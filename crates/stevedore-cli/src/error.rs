//! CLI error types with exit code handling

use miette::Diagnostic;
use stevedore_convert::ConvertError;
use stevedore_core::CoreError;
use thiserror::Error;

use crate::exit_codes;

/// CLI-specific error type that includes exit code information
#[derive(Error, Debug, Diagnostic)]
pub enum CliError {
    /// Conversion failed
    #[error(transparent)]
    #[diagnostic(transparent)]
    Convert(#[from] ConvertError),

    /// `stevedore labels <name>` with a name outside the vocabulary
    #[error("Unknown label: {name}")]
    #[diagnostic(code(stevedore::cli::unknown_label))]
    UnknownLabel {
        name: String,
        #[help]
        help: Option<String>,
    },
}

impl CliError {
    /// Get the exit code for this error
    pub fn exit_code(&self) -> i32 {
        match self {
            CliError::Convert(err) => convert_exit_code(err),
            CliError::UnknownLabel { .. } => exit_codes::ERROR,
        }
    }
}

fn convert_exit_code(err: &ConvertError) -> i32 {
    match err {
        ConvertError::Io(_)
        | ConvertError::FileRead { .. }
        | ConvertError::Core(CoreError::Io(_))
        | ConvertError::Core(CoreError::ComposeNotFound { .. }) => exit_codes::IO_ERROR,
        ConvertError::OutputExists(_) => exit_codes::ERROR,
        err if err.is_internal() => exit_codes::ERROR,
        _ => exit_codes::CONFIG_ERROR,
    }
}

/// Result type for CLI operations
pub type Result<T> = std::result::Result<T, CliError>;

━━━━━━━━━━━━━━━━━━━━━━━━━━━━━━

**The task**
Extract every line from the records above that contains the word "with".

**Response area**
//! CLI error types with exit code handling
    /// `stevedore labels <name>` with a name outside the vocabulary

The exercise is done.